Leopold Hager: Das Orchester war damals kein Eigenveranstalter von Konzertreihen, sondern war und ist es auch heute, darauf angewiesen, von der Kulturvereinigung, von der Internationalen Stiftung Mozarteum und vom Landestheater engagiert zu werden. Im Landestheater war ein Opernchef für die musikalische Sparte tätig. Auch andere Veranstalter haben das Orchester im In- und Ausland engagiert.
Da ich selbst als Salzburgerin und Mozarteum-Absolventin die musikalische Szene in Salzburg miterlebt habe, weiß ich um ihren jahrelangen Kampf mit dem Orchesterausschuss und dem Theaterausschuss bei der Salzburger Landesregierung um Vergrößerung des Stellenplanes und damit die Anhebung des Mozarteumorchesters auf Staatstheaterniveau.
Leopold Hager: Als ich die Chefposition übernahm, war von einer Tätigkeit meinerseits im Theater keine Rede. Aber es kristallisierte sich immer mehr heraus, dass ich als Orchesterchef auch diese Sparte übernehmen mußte und so begannen meine Bemühungen um die Öffnung der Festspielhäuser für jährlich zwei Produktionen des Salzburger Landestheaters. Das war 1971. Der Widerstand der Festspielverantwortlichen und von Herbert von Karajan war um so weniger verständlich, als das Orchester bei den Salzburger Festspielen sehr erfolgreich die Matineen und Serenaden, aber auch hervorragende Opernproduktionen gespielt hat. Aber es ist doch letztlich gelungen und auch die Erfindung des Silvesterkonzertes im Großen Festspielhaus geht auf mich zurück.

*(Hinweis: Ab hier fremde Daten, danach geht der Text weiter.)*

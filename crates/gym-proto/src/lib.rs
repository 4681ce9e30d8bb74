use chrono::{DateTime, Utc};
use serde::{Deserialize, Serialize};
use std::fmt;
use std::str::FromStr;
use uuid::Uuid;

/// Kinds of records that travel through the sync queue
#[derive(Debug, Clone, Copy, PartialEq, Eq, Hash, Serialize, Deserialize)]
#[serde(rename_all = "snake_case")]
pub enum EntityKind {
    Subscriber,
    Product,
    Sale,
    CoursePoint,
    DietItem,
}

impl EntityKind {
    pub const ALL: [EntityKind; 5] = [
        EntityKind::Subscriber,
        EntityKind::Product,
        EntityKind::Sale,
        EntityKind::CoursePoint,
        EntityKind::DietItem,
    ];

    pub fn as_str(&self) -> &'static str {
        match self {
            EntityKind::Subscriber => "subscriber",
            EntityKind::Product => "product",
            EntityKind::Sale => "sale",
            EntityKind::CoursePoint => "course_point",
            EntityKind::DietItem => "diet_item",
        }
    }
}

impl fmt::Display for EntityKind {
    fn fmt(&self, f: &mut fmt::Formatter<'_>) -> fmt::Result {
        f.write_str(self.as_str())
    }
}

#[derive(Debug, thiserror::Error)]
#[error("unknown entity kind: {0}")]
pub struct UnknownKind(pub String);

impl FromStr for EntityKind {
    type Err = UnknownKind;

    fn from_str(s: &str) -> Result<Self, Self::Err> {
        EntityKind::ALL
            .into_iter()
            .find(|kind| kind.as_str() == s)
            .ok_or_else(|| UnknownKind(s.to_string()))
    }
}

#[derive(Debug, Clone, Copy, PartialEq, Eq, Serialize, Deserialize)]
#[serde(rename_all = "snake_case")]
pub enum OperationKind {
    Create,
    Update,
    Delete,
}

impl OperationKind {
    pub fn as_str(&self) -> &'static str {
        match self {
            OperationKind::Create => "create",
            OperationKind::Update => "update",
            OperationKind::Delete => "delete",
        }
    }
}

impl fmt::Display for OperationKind {
    fn fmt(&self, f: &mut fmt::Formatter<'_>) -> fmt::Result {
        f.write_str(self.as_str())
    }
}

impl FromStr for OperationKind {
    type Err = UnknownKind;

    fn from_str(s: &str) -> Result<Self, Self::Err> {
        match s {
            "create" => Ok(OperationKind::Create),
            "update" => Ok(OperationKind::Update),
            "delete" => Ok(OperationKind::Delete),
            other => Err(UnknownKind(other.to_string())),
        }
    }
}

/// A local mutation waiting for the remote backend to acknowledge it.
///
/// `op_id` is the idempotency key: replaying the same operation twice must
/// not change the remote state a second time. `payload` carries the full
/// entity snapshot for creates and updates and is empty for deletes.
#[derive(Debug, Clone, PartialEq, Serialize, Deserialize)]
pub struct PendingOperation {
    /// Position in the local queue; replay order
    pub seq: i64,
    pub op_id: Uuid,
    pub kind: OperationKind,
    pub entity: EntityKind,
    pub entity_id: Uuid,
    #[serde(default, skip_serializing_if = "Option::is_none")]
    pub payload: Option<serde_json::Value>,
    pub queued_at: DateTime<Utc>,
}

#[derive(Debug, Clone, Serialize, Deserialize)]
pub struct ApplyRequest {
    pub device_id: String,
    pub operation: PendingOperation,
}

#[derive(Debug, Clone, Copy, PartialEq, Eq, Serialize, Deserialize)]
#[serde(rename_all = "snake_case")]
pub enum ApplyOutcome {
    /// The operation changed remote state
    Applied,
    /// The operation (or the record it creates) was already known
    Duplicate,
}

#[derive(Debug, Clone, Serialize, Deserialize)]
pub struct ApplyResponse {
    pub op_id: Uuid,
    pub outcome: ApplyOutcome,
}

/// A record as stored by the remote backend
#[derive(Debug, Clone, PartialEq, Serialize, Deserialize)]
pub struct EntityRecord {
    pub entity: EntityKind,
    pub id: Uuid,
    pub payload: serde_json::Value,
    pub updated_at: DateTime<Utc>,
}

#[derive(Debug, Clone, Serialize, Deserialize)]
pub struct ErrorBody {
    pub error: String,
}
//! Replay of the pending-operation queue against the remote backend.

pub mod remote;

use chrono::{DateTime, Utc};
use gym_proto::ApplyOutcome;
use serde::Serialize;
use std::sync::Arc;
use std::time::Duration;
use tokio::sync::{watch, Mutex};
use tokio::task::JoinHandle;

use crate::error::Result;
use crate::storage::LocalStore;
use remote::RemoteBackend;

/// Result of one drain
#[derive(Debug, Clone, Default, PartialEq, Eq, Serialize)]
pub struct DrainReport {
    /// Operations acknowledged by the remote during this drain
    pub replayed: usize,
    /// Acknowledgements that were duplicates of earlier deliveries
    pub duplicates: usize,
    /// Operations still queued when the drain returned
    pub remaining: u64,
    /// Why the drain stopped early, if it did
    #[serde(skip_serializing_if = "Option::is_none")]
    pub failure: Option<String>,
    /// The drain stopped because the server could not be reached, as opposed
    /// to the server refusing an operation
    #[serde(skip_serializing_if = "std::ops::Not::not")]
    pub unreachable: bool,
}

impl DrainReport {
    pub fn is_complete(&self) -> bool {
        self.failure.is_none() && self.remaining == 0
    }
}

pub struct SyncEngine {
    store: Arc<LocalStore>,
    remote: Arc<dyn RemoteBackend>,
    device_id: String,
    drain_lock: Mutex<()>,
}

impl SyncEngine {
    pub fn new(store: Arc<LocalStore>, remote: Arc<dyn RemoteBackend>, device_id: String) -> Self {
        Self {
            store,
            remote,
            device_id,
            drain_lock: Mutex::new(()),
        }
    }

    /// Replay queued operations oldest first.
    ///
    /// Each operation is dequeued only after the remote acknowledged it. The
    /// first remote failure stops the drain and leaves that operation and
    /// everything behind it queued for the next attempt; it is reported in
    /// [`DrainReport::failure`]. Only local store errors are returned as `Err`.
    pub async fn drain(&self) -> Result<DrainReport> {
        let _running = self.drain_lock.lock().await;
        let mut report = DrainReport::default();

        while let Some(op) = self.store.next_pending()? {
            match self.remote.apply(&self.device_id, &op).await {
                Ok(outcome) => {
                    self.store.acknowledge(op.seq)?;
                    report.replayed += 1;
                    if outcome == ApplyOutcome::Duplicate {
                        report.duplicates += 1;
                    }
                    tracing::debug!(seq = op.seq, kind = %op.kind, entity = %op.entity, ?outcome, "replayed operation");
                }
                Err(e) => {
                    report.remaining = self.store.pending_count()?;
                    tracing::warn!(
                        seq = op.seq,
                        remaining = report.remaining,
                        "sync stopped, operation kept for retry: {e}"
                    );
                    report.failure = Some(e.to_string());
                    report.unreachable = e.is_unreachable();
                    return Ok(report);
                }
            }
        }

        self.store.set_last_sync_time(Utc::now())?;
        if report.replayed > 0 {
            tracing::info!(
                replayed = report.replayed,
                duplicates = report.duplicates,
                "sync complete"
            );
        }
        Ok(report)
    }

    pub fn last_sync_time(&self) -> Result<Option<DateTime<Utc>>> {
        self.store.last_sync_time()
    }
}

/// Drain whenever connectivity comes back, and periodically while online and
/// work is pending.
pub fn spawn_auto_sync(
    engine: Arc<SyncEngine>,
    mut online: watch::Receiver<bool>,
    interval: Duration,
) -> JoinHandle<()> {
    tokio::spawn(async move {
        let mut was_online = *online.borrow_and_update();
        let mut ticker = tokio::time::interval(interval);
        // the first tick fires immediately, picking up work left from the last run
        ticker.set_missed_tick_behavior(tokio::time::MissedTickBehavior::Delay);

        loop {
            tokio::select! {
                changed = online.changed() => {
                    if changed.is_err() {
                        break;
                    }
                    let now_online = *online.borrow_and_update();
                    if now_online && !was_online {
                        if let Err(e) = engine.drain().await {
                            tracing::error!("sync after reconnect failed: {e}");
                        }
                    }
                    was_online = now_online;
                }
                _ = ticker.tick() => {
                    if !*online.borrow() {
                        continue;
                    }
                    match engine.store.pending_count() {
                        Ok(0) => {}
                        Ok(_) => {
                            if let Err(e) = engine.drain().await {
                                tracing::error!("periodic sync failed: {e}");
                            }
                        }
                        Err(e) => tracing::error!("cannot read sync queue: {e}"),
                    }
                }
            }
        }
    })
}

#[cfg(test)]
mod tests {
    use super::*;
    use crate::models::ProductForm;
    use remote::MemoryRemote;

    fn setup(products: usize) -> (Arc<LocalStore>, Arc<MemoryRemote>, SyncEngine) {
        let store = Arc::new(LocalStore::open_in_memory().unwrap());
        for i in 0..products {
            store
                .insert_product(ProductForm {
                    name: format!("item {i}"),
                    quantity: 1,
                    price: 1.0,
                    ..Default::default()
                })
                .unwrap();
        }
        let remote = Arc::new(MemoryRemote::new());
        let engine = SyncEngine::new(store.clone(), remote.clone(), "test-device".into());
        (store, remote, engine)
    }

    #[tokio::test]
    async fn full_drain_empties_queue_and_stamps_time() {
        let (store, remote, engine) = setup(3);
        assert_eq!(engine.last_sync_time().unwrap(), None);

        let report = engine.drain().await.unwrap();
        assert_eq!(report.replayed, 3);
        assert!(report.is_complete());
        assert_eq!(store.pending_count().unwrap(), 0);
        assert_eq!(remote.record_count(), 3);
        assert!(engine.last_sync_time().unwrap().is_some());
    }

    #[tokio::test]
    async fn failure_keeps_the_rest_of_the_queue() {
        let (store, remote, engine) = setup(4);
        remote.fail_after(2);

        let report = engine.drain().await.unwrap();
        assert_eq!(report.replayed, 2);
        assert_eq!(report.remaining, 2);
        assert!(report.failure.is_some());
        assert_eq!(store.pending_count().unwrap(), 2);
        assert_eq!(remote.record_count(), 2);
        assert_eq!(engine.last_sync_time().unwrap(), None);

        remote.clear_failures();
        let report = engine.drain().await.unwrap();
        assert_eq!(report.replayed, 2);
        assert!(report.is_complete());
        assert_eq!(store.pending_count().unwrap(), 0);
    }

    #[tokio::test]
    async fn offline_remote_leaves_queue_untouched() {
        let (store, remote, engine) = setup(2);
        remote.set_offline(true);
        let report = engine.drain().await.unwrap();
        assert!(!report.is_complete());
        assert!(report.unreachable);
        assert_eq!(report.replayed, 0);
        assert_eq!(store.pending_count().unwrap(), 2);
        assert_eq!(remote.apply_calls(), 1);
    }

    #[tokio::test]
    async fn empty_queue_still_counts_as_synced() {
        let (_store, remote, engine) = setup(0);
        let report = engine.drain().await.unwrap();
        assert_eq!(report, DrainReport::default());
        assert_eq!(remote.apply_calls(), 0);
        assert!(engine.last_sync_time().unwrap().is_some());
    }
}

Sie können aber auch darauf stolz sein, dass sie aufgrund Ihrer persönlichen künstlerischen Verbindungen dem Orchester große Tourneen nach Südamerika, Frankreich und Italien ermöglicht haben. Wer je wie ich als damalige Direktorin des Orchesters die Begeisterung for sie in Argentinien erlebt hat, versteht, dass das Orchester auch jetzt unter ihrer Leitung dort hoch willkommen ist.
Leopold Hager: Das ist richtig und ich freue mich bereits schon auf unsere nächste gemeinsame Gastspielreise nach Argentinien in das Teatro Colon in Buenos Aires – ein Besuch von Freunden bei Freunden! Aber es hat uns auch sehr geholfen, dass die Stadt Salzburg Partnerstadt von Reims ist und auch die Städteverbindung mit Verona sehr eng ist.
Nun sind sie nicht nur als vielbeschäftigter Dirigent in allen großen Musikmetropolen auf dem Konzertpodium und in den Opernhäusern zu Gast, sondern sie haben auch eine Professur an der Universität for Musik in Wien für die Dirigentenklasse angenommen. Wie gefällt ihnen diese Tätigkeit?
Leopold Hager: Mein persönliches Interesse und auch ein gewisses Talent hat sich schon sehr früh gezeigt, als ich noch Assistent von Istvan Kertesz und Hennann Scherchen an der Sommerakademie war. Ich habe auch Freude daran, den technischen Teil des Dirigierens den jungen Leuten zu vermitteln. In meiner Dirigierklasse habe ich dreißig Studenten, wovon fünf bis sechs sehr zukunftsträchtig sind. Von meinen Absolventen haben bereits drei Dirigenten erste Positionen inne. Es sind dies Christian Arming, Jonas Alber (GMD in Braunschweig) und Pedro Halfter.
Man spricht sehr viel über das Verhalten vom Dirigenten zum Orchester, es gibt Anekdoten, Witze, aber auch viel Kritik gegenseitig. Wie sehen sie das?
Leopold Hager: Es existiert eine Art natürlicher Feindschaft, die in der fast letzten Bastion des totalitären Systems begründet ist. Diese zu überwinden erfordert beiderseits den nötigen Respekt. Klares professionelles Dirigieren, und nicht das Herumphilosophieren hilft den Musikern den Dirigenten zu verstehen, was er möchte. Ob man erreicht, was einem so vorschwebt, das ist eine Gabe, die man mitbringen muß. In meinem Fall können meine Studenten meine pragmatischen Anweisungen als Lehrer bei den Proben und Aufführungen z.B. in der Wiener Staatsoper, also in der Praxis nachvollziehen und überprüfen.
Danke vielmals für das Interview und auf Wiedersehen bei ihrem Stiftungskonzert am 11. Mai 2000 und bei der Verleihung der Ehrenmitgliedschaft des Vereins der Freunde des Mozarteumorchesters.